*Extracted information:*
----

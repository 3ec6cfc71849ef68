//! Integration tests for the endpoint copier operator
//!
//! These tests run the controllers in-process against a kind cluster and tell
//! the story of how a Service alias follows its source.
//!
//! # Test Organization
//!
//! - `slice_sync`: per-slice mode, including dynamic aliases and garbage
//!   collection after the source Service is deleted
//!
//! - `endpoints_sync`: whole-object mode with the fixed apiserver port
//!
//! # Running These Tests
//!
//! ```bash
//! cargo test --test kind -- --ignored
//!
//! # A single story, with output
//! cargo test --test kind slice_sync -- --ignored --nocapture
//! ```

mod endpoints_sync;
mod helpers;
mod slice_sync;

----

*Exercise details:*
In full and exactly as written, the listing is to be copied again.

*Written response:*
repository 3ec6cfc71849ef68
//! Integration tests for the endpoint copier operator
//!
//! These tests run the controllers in-process against a kind cluster and tell
//! the story of how a Service alias follows its source.
//!
//! # Test Organization
//!
//! - `slice_sync`: per-slice mode, including dynamic aliases and garbage
//!   collection after the source Service is deleted
//!
//! - `endpoints_sync`: whole-object mode with the fixed apiserver port
//!
//! # Running These Tests
//!
//! ```bash
//! cargo test --test kind -- --ignored
//!
//! # A single story, with output
//! cargo test --test kind slice_sync -- --ignored --nocapture
//! ```

mod endpoints_sync;
mod helpers;
mod slice_sync;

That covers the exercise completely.